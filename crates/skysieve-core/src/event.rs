//! Commit-event data model and Jetstream frame decoding.
//!
//! A [`CommitEvent`] is one ordered unit from the repository event stream: a
//! batch of create/delete operations against post records in a single
//! repository. Jetstream delivers one operation per wire frame; the model
//! still carries a `Vec` of operations so the filter handles multi-op events
//! uniformly.
//!
//! Frames for other event kinds (`identity`, `account`), other collections,
//! and record updates decode to `None` — they carry nothing this pipeline
//! indexes.

use chrono::{DateTime, Utc};
use serde::Deserialize;

use crate::error::{Error, Result};
use crate::POST_COLLECTION;

/// A commit event together with the stream cursor that acknowledges it.
#[derive(Debug, Clone, PartialEq)]
pub struct CommitEnvelope {
    /// The decoded commit event.
    pub event: CommitEvent,
    /// Opaque stream position (Jetstream `time_us`). Persisting it after the
    /// event is applied makes restarts resume without loss.
    pub cursor: u64,
}

/// An atomic batch of post-record operations from one repository.
#[derive(Debug, Clone, PartialEq)]
pub struct CommitEvent {
    /// DID of the repository the commit belongs to.
    pub repo: String,
    /// Operations in arrival order.
    pub ops: Vec<PostOp>,
}

/// A single operation on a post record.
#[derive(Debug, Clone, PartialEq)]
pub enum PostOp {
    /// A post record was created.
    Create(CreateOp),
    /// A post record was deleted.
    Delete {
        /// Record URI of the deleted post.
        uri: String,
    },
}

/// A post-record creation.
#[derive(Debug, Clone, PartialEq)]
pub struct CreateOp {
    /// Globally unique `at://` record URI.
    pub uri: String,
    /// Content hash of the record body.
    pub cid: String,
    /// DID of the post author.
    pub author_did: String,
    /// Author-claimed creation time from the record body.
    pub created_at: DateTime<Utc>,
    /// Whether the record is a reply to another post.
    pub is_reply: bool,
}

/// A post row as persisted in the index.
#[derive(Debug, Clone, PartialEq)]
pub struct IndexedPost {
    /// Record URI, the natural key.
    pub uri: String,
    /// Record CID.
    pub cid: String,
    /// When this pipeline indexed the post.
    pub indexed_at: DateTime<Utc>,
}

/// The storage mutations derived from one commit event.
///
/// Deletes are applied before upserts, so a delete and re-create of the same
/// URI within one event leaves the row present.
#[derive(Debug, Clone, Default, PartialEq)]
pub struct WriteSet {
    /// Rows to insert (insert-if-absent on `uri`).
    pub to_upsert: Vec<IndexedPost>,
    /// Record URIs to delete (no-op if absent).
    pub to_delete: Vec<String>,
}

impl WriteSet {
    /// True if the write-set mutates nothing.
    pub fn is_empty(&self) -> bool {
        self.to_upsert.is_empty() && self.to_delete.is_empty()
    }
}

/// Construct an `at://` record URI from its components.
pub fn record_uri(did: &str, collection: &str, rkey: &str) -> String {
    format!("at://{did}/{collection}/{rkey}")
}

// ═══════════════════════════════════════════════════════════════════════════
// Jetstream wire format
// ═══════════════════════════════════════════════════════════════════════════

#[derive(Debug, Deserialize)]
struct Frame {
    did: String,
    time_us: u64,
    kind: String,
    #[serde(default)]
    commit: Option<FrameCommit>,
}

#[derive(Debug, Deserialize)]
#[serde(tag = "operation", rename_all = "lowercase")]
enum FrameCommit {
    Create {
        collection: String,
        rkey: String,
        cid: Option<String>,
        record: Option<PostRecord>,
    },
    Update {
        #[allow(dead_code)]
        collection: String,
    },
    Delete {
        collection: String,
        rkey: String,
    },
}

/// The subset of `app.bsky.feed.post` record fields the policy needs.
#[derive(Debug, Deserialize)]
#[serde(rename_all = "camelCase")]
struct PostRecord {
    created_at: String,
    #[serde(default)]
    reply: Option<serde_json::Value>,
}

/// Decode one Jetstream frame into a commit envelope.
///
/// Returns `Ok(None)` for frames that are well-formed but carry nothing to
/// index: non-commit kinds, collections other than [`POST_COLLECTION`], and
/// record updates (the index keys on URI; an update changes neither URI nor
/// acceptance).
///
/// # Errors
///
/// Returns an error if the frame is not valid JSON, or if a post create is
/// missing its record body, CID, or a parsable `createdAt` timestamp.
pub fn decode_frame(json: &str) -> Result<Option<CommitEnvelope>> {
    let frame: Frame = serde_json::from_str(json)?;

    if frame.kind != "commit" {
        return Ok(None);
    }
    let Some(commit) = frame.commit else {
        return Ok(None);
    };

    let op = match commit {
        FrameCommit::Create {
            collection,
            rkey,
            cid,
            record,
        } => {
            if collection != POST_COLLECTION {
                return Ok(None);
            }
            let record = record.ok_or(Error::InvalidField {
                field: "record",
                reason: "missing on create".to_string(),
            })?;
            let cid = cid.ok_or(Error::InvalidField {
                field: "cid",
                reason: "missing on create".to_string(),
            })?;
            let created_at = DateTime::parse_from_rfc3339(&record.created_at)
                .map_err(|e| Error::InvalidField {
                    field: "createdAt",
                    reason: e.to_string(),
                })?
                .with_timezone(&Utc);

            PostOp::Create(CreateOp {
                uri: record_uri(&frame.did, &collection, &rkey),
                cid,
                author_did: frame.did.clone(),
                created_at,
                is_reply: record.reply.is_some(),
            })
        }
        FrameCommit::Update { .. } => return Ok(None),
        FrameCommit::Delete { collection, rkey } => {
            if collection != POST_COLLECTION {
                return Ok(None);
            }
            PostOp::Delete {
                uri: record_uri(&frame.did, &collection, &rkey),
            }
        }
    };

    Ok(Some(CommitEnvelope {
        event: CommitEvent {
            repo: frame.did,
            ops: vec![op],
        },
        cursor: frame.time_us,
    }))
}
● ● ● ● ● ● ●
— Directions —
Reproduce the listing above exactly.

— Exercise solution —
filename crates/skysieve-core/src/event.rs
//! Commit-event data model and Jetstream frame decoding.
//!
//! A [`CommitEvent`] is one ordered unit from the repository event stream: a
//! batch of create/delete operations against post records in a single
//! repository. Jetstream delivers one operation per wire frame; the model
//! still carries a `Vec` of operations so the filter handles multi-op events
//! uniformly.
//!
//! Frames for other event kinds (`identity`, `account`), other collections,
//! and record updates decode to `None` — they carry nothing this pipeline
//! indexes.

use chrono::{DateTime, Utc};
use serde::Deserialize;

use crate::error::{Error, Result};
use crate::POST_COLLECTION;

/// A commit event together with the stream cursor that acknowledges it.
#[derive(Debug, Clone, PartialEq)]
pub struct CommitEnvelope {
    /// The decoded commit event.
    pub event: CommitEvent,
    /// Opaque stream position (Jetstream `time_us`). Persisting it after the
    /// event is applied makes restarts resume without loss.
    pub cursor: u64,
}

/// An atomic batch of post-record operations from one repository.
#[derive(Debug, Clone, PartialEq)]
pub struct CommitEvent {
    /// DID of the repository the commit belongs to.
    pub repo: String,
    /// Operations in arrival order.
    pub ops: Vec<PostOp>,
}

/// A single operation on a post record.
#[derive(Debug, Clone, PartialEq)]
pub enum PostOp {
    /// A post record was created.
    Create(CreateOp),
    /// A post record was deleted.
    Delete {
        /// Record URI of the deleted post.
        uri: String,
    },
}

/// A post-record creation.
#[derive(Debug, Clone, PartialEq)]
pub struct CreateOp {
    /// Globally unique `at://` record URI.
    pub uri: String,
    /// Content hash of the record body.
    pub cid: String,
    /// DID of the post author.
    pub author_did: String,
    /// Author-claimed creation time from the record body.
    pub created_at: DateTime<Utc>,
    /// Whether the record is a reply to another post.
    pub is_reply: bool,
}

/// A post row as persisted in the index.
#[derive(Debug, Clone, PartialEq)]
pub struct IndexedPost {
    /// Record URI, the natural key.
    pub uri: String,
    /// Record CID.
    pub cid: String,
    /// When this pipeline indexed the post.
    pub indexed_at: DateTime<Utc>,
}

/// The storage mutations derived from one commit event.
///
/// Deletes are applied before upserts, so a delete and re-create of the same
/// URI within one event leaves the row present.
#[derive(Debug, Clone, Default, PartialEq)]
pub struct WriteSet {
    /// Rows to insert (insert-if-absent on `uri`).
    pub to_upsert: Vec<IndexedPost>,
    /// Record URIs to delete (no-op if absent).
    pub to_delete: Vec<String>,
}

impl WriteSet {
    /// True if the write-set mutates nothing.
    pub fn is_empty(&self) -> bool {
        self.to_upsert.is_empty() && self.to_delete.is_empty()
    }
}

/// Construct an `at://` record URI from its components.
pub fn record_uri(did: &str, collection: &str, rkey: &str) -> String {
    format!("at://{did}/{collection}/{rkey}")
}

// ═══════════════════════════════════════════════════════════════════════════
// Jetstream wire format
// ═══════════════════════════════════════════════════════════════════════════

#[derive(Debug, Deserialize)]
struct Frame {
    did: String,
    time_us: u64,
    kind: String,
    #[serde(default)]
    commit: Option<FrameCommit>,
}

#[derive(Debug, Deserialize)]
#[serde(tag = "operation", rename_all = "lowercase")]
enum FrameCommit {
    Create {
        collection: String,
        rkey: String,
        cid: Option<String>,
        record: Option<PostRecord>,
    },
    Update {
        #[allow(dead_code)]
        collection: String,
    },
    Delete {
        collection: String,
        rkey: String,
    },
}

/// The subset of `app.bsky.feed.post` record fields the policy needs.
#[derive(Debug, Deserialize)]
#[serde(rename_all = "camelCase")]
struct PostRecord {
    created_at: String,
    #[serde(default)]
    reply: Option<serde_json::Value>,
}

/// Decode one Jetstream frame into a commit envelope.
///
/// Returns `Ok(None)` for frames that are well-formed but carry nothing to
/// index: non-commit kinds, collections other than [`POST_COLLECTION`], and
/// record updates (the index keys on URI; an update changes neither URI nor
/// acceptance).
///
/// # Errors
///
/// Returns an error if the frame is not valid JSON, or if a post create is
/// missing its record body, CID, or a parsable `createdAt` timestamp.
pub fn decode_frame(json: &str) -> Result<Option<CommitEnvelope>> {
    let frame: Frame = serde_json::from_str(json)?;

    if frame.kind != "commit" {
        return Ok(None);
    }
    let Some(commit) = frame.commit else {
        return Ok(None);
    };

    let op = match commit {
        FrameCommit::Create {
            collection,
            rkey,
            cid,
            record,
        } => {
            if collection != POST_COLLECTION {
                return Ok(None);
            }
            let record = record.ok_or(Error::InvalidField {
                field: "record",
                reason: "missing on create".to_string(),
            })?;
            let cid = cid.ok_or(Error::InvalidField {
                field: "cid",
                reason: "missing on create".to_string(),
            })?;
            let created_at = DateTime::parse_from_rfc3339(&record.created_at)
                .map_err(|e| Error::InvalidField {
                    field: "createdAt",
                    reason: e.to_string(),
                })?
                .with_timezone(&Utc);

            PostOp::Create(CreateOp {
                uri: record_uri(&frame.did, &collection, &rkey),
                cid,
                author_did: frame.did.clone(),
                created_at,
                is_reply: record.reply.is_some(),
            })
        }
        FrameCommit::Update { .. } => return Ok(None),
        FrameCommit::Delete { collection, rkey } => {
            if collection != POST_COLLECTION {
                return Ok(None);
            }
            PostOp::Delete {
                uri: record_uri(&frame.did, &collection, &rkey),
            }
        }
    };

    Ok(Some(CommitEnvelope {
        event: CommitEvent {
            repo: frame.did,
            ops: vec![op],
        },
        cursor: frame.time_us,
    }))
}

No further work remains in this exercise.